For the detail, see Dynamic Routing Between Capsules, Sara Sabour, Nicholas Frosst, Geoffrey E Hinton, NIPS 2017.
python -u train.py -g 0 --save saved_model --reconstruct
Test accuracy of a trained model (without reconstruction) reached 99.66%. For making training easy, this code replaced relu with leaky relu with a very small slope (0.05).
These scripts require the following python libraries.
- Chainer 2.0.0+
- numpy
- matplotlib
For analyzing a trained model, you can produce images reconstructed from digit capsules.
python visualize.py -g 0 --load saved_model
The top green images are real images which are given to the model. Blue images in i-th represents reconstructed ones of digit "i".
If an correct digit is selected as a target, the model reconstructs an image well (see the diagonal cells).
If an irrelevant target is selected, the reconstructed image gets spoiled (see "0" and the others in the column leftmost), maybe because of lack of information in its digit capsule. However, reconstruction toward a relevant target is not always spoiled, even if a target is not correct (see "8" and "9" the column rightmost).
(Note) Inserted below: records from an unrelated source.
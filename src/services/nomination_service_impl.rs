//! `SeaORM` implementation of the `NominationService` trait.

use async_trait::async_trait;

use crate::db::{NominationFields, Store, is_unique_violation};
use crate::domain::{is_valid_email, normalize_email, normalize_name};
use crate::services::nomination_service::{
    NominationDto, NominationError, NominationInput, NominationService, NomineeGroup,
};

pub struct SeaOrmNominationService {
    store: Store,
}

impl SeaOrmNominationService {
    #[must_use]
    pub const fn new(store: Store) -> Self {
        Self { store }
    }
}

fn category_filter(category: Option<&str>) -> Option<&str> {
    category.map(str::trim).filter(|c| !c.is_empty())
}

fn prepare_fields(input: NominationInput) -> Result<NominationFields, NominationError> {
    let fields = NominationFields {
        first_name: normalize_name(&input.first_name),
        last_name: normalize_name(&input.last_name),
        nominated_email: input
            .nominated_email
            .map(|e| normalize_email(&e))
            .filter(|e| !e.is_empty()),
        nominator_email: normalize_email(&input.nominator_email),
        year: input.year.unwrap_or_default(),
        category: input.category.trim().to_string(),
    };

    if fields.first_name.is_empty() || fields.last_name.is_empty() {
        return Err(NominationError::Validation(
            "Nominee first and last name are required".to_string(),
        ));
    }
    if fields.nominator_email.is_empty() {
        return Err(NominationError::Validation(
            "Nominator email is required".to_string(),
        ));
    }
    if !is_valid_email(&fields.nominator_email) {
        return Err(NominationError::Validation(
            "Invalid nominator email address".to_string(),
        ));
    }
    if fields.category.is_empty() {
        return Err(NominationError::Validation("Category is required".to_string()));
    }
    if fields.year <= 0 {
        return Err(NominationError::Validation(
            "Graduation year is required".to_string(),
        ));
    }

    Ok(fields)
}

#[async_trait]
impl NominationService for SeaOrmNominationService {
    async fn submit(&self, input: NominationInput) -> Result<NominationDto, NominationError> {
        let fields = prepare_fields(input)?;

        let model = self
            .store
            .nomination_repo()
            .insert(fields)
            .await
            .map_err(|e| {
                if is_unique_violation(&e) {
                    NominationError::DuplicateNomination
                } else {
                    NominationError::from(e)
                }
            })?;

        Ok(NominationDto::from(model))
    }

    async fn list_by_category(
        &self,
        category: Option<&str>,
    ) -> Result<Vec<NominationDto>, NominationError> {
        let rows = self
            .store
            .nomination_repo()
            .list(category_filter(category))
            .await?;
        Ok(rows.into_iter().map(NominationDto::from).collect())
    }

    async fn grouped_by_category(
        &self,
        category: Option<&str>,
    ) -> Result<Vec<NomineeGroup>, NominationError> {
        let rows = self
            .store
            .nomination_repo()
            .grouped(category_filter(category))
            .await?;
        Ok(rows.into_iter().map(NomineeGroup::from).collect())
    }

    async fn count(&self) -> Result<u64, NominationError> {
        Ok(self.store.nomination_repo().count().await?)
    }

    async fn delete(&self, id: i32) -> Result<(), NominationError> {
        if self.store.nomination_repo().delete(id).await? {
            Ok(())
        } else {
            Err(NominationError::NotFound(id))
        }
    }
}
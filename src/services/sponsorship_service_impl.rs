//! `SeaORM` implementation of the `SponsorshipService` trait.

use async_trait::async_trait;

use crate::db::{SponsorshipFields, Store};
use crate::domain::{is_valid_email, normalize_email};
use crate::services::sponsorship_service::{
    SponsorshipDto, SponsorshipError, SponsorshipInput, SponsorshipService, SponsorshipStats,
};

pub struct SeaOrmSponsorshipService {
    store: Store,
}

impl SeaOrmSponsorshipService {
    #[must_use]
    pub const fn new(store: Store) -> Self {
        Self { store }
    }
}

fn prepare_fields(input: SponsorshipInput) -> Result<SponsorshipFields, SponsorshipError> {
    let fields = SponsorshipFields {
        email: normalize_email(&input.email),
        level: input.level.trim().to_string(),
        requirement: input.requirement.trim().to_string(),
        first_name: input.first_name.trim().to_string(),
        last_name: input.last_name.trim().to_string(),
        company: input.company.trim().to_string(),
        address: input.address.trim().to_string(),
        contact_number: input.contact_number.trim().to_string(),
    };

    let required = [
        ("email", &fields.email),
        ("level", &fields.level),
        ("first_name", &fields.first_name),
        ("last_name", &fields.last_name),
        ("company", &fields.company),
        ("address", &fields.address),
        ("contact_number", &fields.contact_number),
    ];
    if let Some((name, _)) = required.iter().find(|(_, value)| value.is_empty()) {
        return Err(SponsorshipError::Validation(format!("{name} is required")));
    }
    if !is_valid_email(&fields.email) {
        return Err(SponsorshipError::Validation(
            "Invalid email address".to_string(),
        ));
    }

    Ok(fields)
}

#[async_trait]
impl SponsorshipService for SeaOrmSponsorshipService {
    async fn create(&self, input: SponsorshipInput) -> Result<SponsorshipDto, SponsorshipError> {
        let fields = prepare_fields(input)?;
        let model = self.store.sponsorship_repo().insert(fields).await?;
        Ok(SponsorshipDto::from(model))
    }

    async fn list(&self) -> Result<Vec<SponsorshipDto>, SponsorshipError> {
        let rows = self.store.sponsorship_repo().list().await?;
        Ok(rows.into_iter().map(SponsorshipDto::from).collect())
    }

    async fn get_by_email(&self, email: &str) -> Result<SponsorshipDto, SponsorshipError> {
        let email = normalize_email(email);
        self.store
            .sponsorship_repo()
            .get_by_email(&email)
            .await?
            .map(SponsorshipDto::from)
            .ok_or(SponsorshipError::EmailNotFound(email))
    }

    async fn update(
        &self,
        id: i32,
        input: SponsorshipInput,
    ) -> Result<SponsorshipDto, SponsorshipError> {
        let fields = prepare_fields(input)?;
        self.store
            .sponsorship_repo()
            .update(id, fields)
            .await?
            .map(SponsorshipDto::from)
            .ok_or(SponsorshipError::NotFound(id))
    }

    async fn confirm_or_reject(
        &self,
        id: i32,
        confirmed: bool,
        feedback: &str,
    ) -> Result<SponsorshipDto, SponsorshipError> {
        let model = self
            .store
            .sponsorship_repo()
            .set_confirmation(id, confirmed, feedback.trim())
            .await?
            .ok_or(SponsorshipError::NotFound(id))?;

        tracing::info!(
            event = "sponsorship_reviewed",
            sponsorship_id = id,
            confirmed,
            "Sponsorship review recorded"
        );
        Ok(SponsorshipDto::from(model))
    }

    async fn stats(&self) -> Result<SponsorshipStats, SponsorshipError> {
        let counts = self.store.sponsorship_repo().counts().await?;
        Ok(SponsorshipStats {
            total: counts.total,
            confirmed: counts.confirmed,
            pending: counts.total.saturating_sub(counts.confirmed),
        })
    }

    async fn delete(&self, id: i32) -> Result<(), SponsorshipError> {
        if self.store.sponsorship_repo().delete(id).await? {
            Ok(())
        } else {
            Err(SponsorshipError::NotFound(id))
        }
    }
}
//! Shared fixtures for the integration tests.

#![allow(dead_code)]

use alumni_connect::clients::countries::{CountryInfo, CountrySource};
use alumni_connect::clients::mail::Mailer;
use alumni_connect::config::Config;
use alumni_connect::domain::OtpPurpose;
use alumni_connect::state::SharedState;
use std::sync::{Arc, Mutex};
use std::time::Duration;

#[derive(Debug, Clone, PartialEq, Eq)]
pub struct SentCode {
    pub to: String,
    pub code: String,
    pub purpose: OtpPurpose,
}

/// Keeps every code it is asked to deliver.
#[derive(Default)]
pub struct RecordingMailer {
    sent: Mutex<Vec<SentCode>>,
}

impl RecordingMailer {
    pub fn sent(&self) -> Vec<SentCode> {
        self.sent.lock().unwrap().clone()
    }

    pub fn last_code_for(&self, to: &str) -> Option<String> {
        self.sent
            .lock()
            .unwrap()
            .iter()
            .rev()
            .find(|s| s.to == to)
            .map(|s| s.code.clone())
    }
}

#[async_trait::async_trait]
impl Mailer for RecordingMailer {
    async fn send_verification_code(
        &self,
        to: &str,
        code: &str,
        purpose: OtpPurpose,
        _valid_for: Duration,
    ) -> anyhow::Result<()> {
        self.sent.lock().unwrap().push(SentCode {
            to: to.to_string(),
            code: code.to_string(),
            purpose,
        });
        Ok(())
    }
}

/// Always fails, like an unreachable mail provider.
pub struct FailingMailer;

#[async_trait::async_trait]
impl Mailer for FailingMailer {
    async fn send_verification_code(
        &self,
        _to: &str,
        _code: &str,
        _purpose: OtpPurpose,
        _valid_for: Duration,
    ) -> anyhow::Result<()> {
        anyhow::bail!("provider returned 503")
    }
}

pub struct StaticCountrySource;

#[async_trait::async_trait]
impl CountrySource for StaticCountrySource {
    async fn fetch_countries(&self) -> anyhow::Result<Vec<CountryInfo>> {
        Ok(vec![
            CountryInfo {
                name: "Philippines".to_string(),
                code: "PH".to_string(),
                latitude: Some(13.0),
                longitude: Some(122.0),
            },
            CountryInfo {
                name: "Japan".to_string(),
                code: "JP".to_string(),
                latitude: Some(36.0),
                longitude: Some(138.0),
            },
        ])
    }
}

/// Default config pointed at a fresh database file.
pub fn test_config() -> Config {
    let db_path =
        std::env::temp_dir().join(format!("alumni-connect-test-{}.db", uuid::Uuid::new_v4()));

    let mut config = Config::default();
    config.general.database_path = format!("sqlite:{}", db_path.display());
    config.server.secure_cookies = false;
    config.countries.seed_on_startup = false;
    config.observability.metrics_enabled = false;
    config
}

pub async fn shared_state_with(config: Config, mailer: Arc<dyn Mailer>) -> SharedState {
    SharedState::with_collaborators(config, mailer, Some(Arc::new(StaticCountrySource)))
        .await
        .expect("failed to build shared state")
}

pub async fn shared_state(mailer: Arc<dyn Mailer>) -> SharedState {
    shared_state_with(test_config(), mailer).await
}

/// Smallest byte string that passes for a PDF upload.
pub fn pdf_bytes(len: usize) -> Vec<u8> {
    let mut data = b"%PDF-1.4\n".to_vec();
    data.resize(len.max(data.len()), b'0');
    data
}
Here, we show reconstructed images after linearly tweaking the value in a dimension in the capsule (as well as section 5.1 and figure 4 in the paper). Green images in the center are reconstructed images without perturbation. Note that a dimension has a different factor if the digit capsule differs, because each matrix for reconstructing each digit is unshared.
You can find and enjoy some factors of variation.
@incollection{NIPS2017_6975,
title = {Dynamic Routing Between Capsules},
author = {Sabour, Sara and Frosst, Nicholas and Hinton, Geoffrey E},
booktitle = {Advances in Neural Information Processing Systems 30},
year = {2017},
}
MIT License. Please see the LICENSE file for details.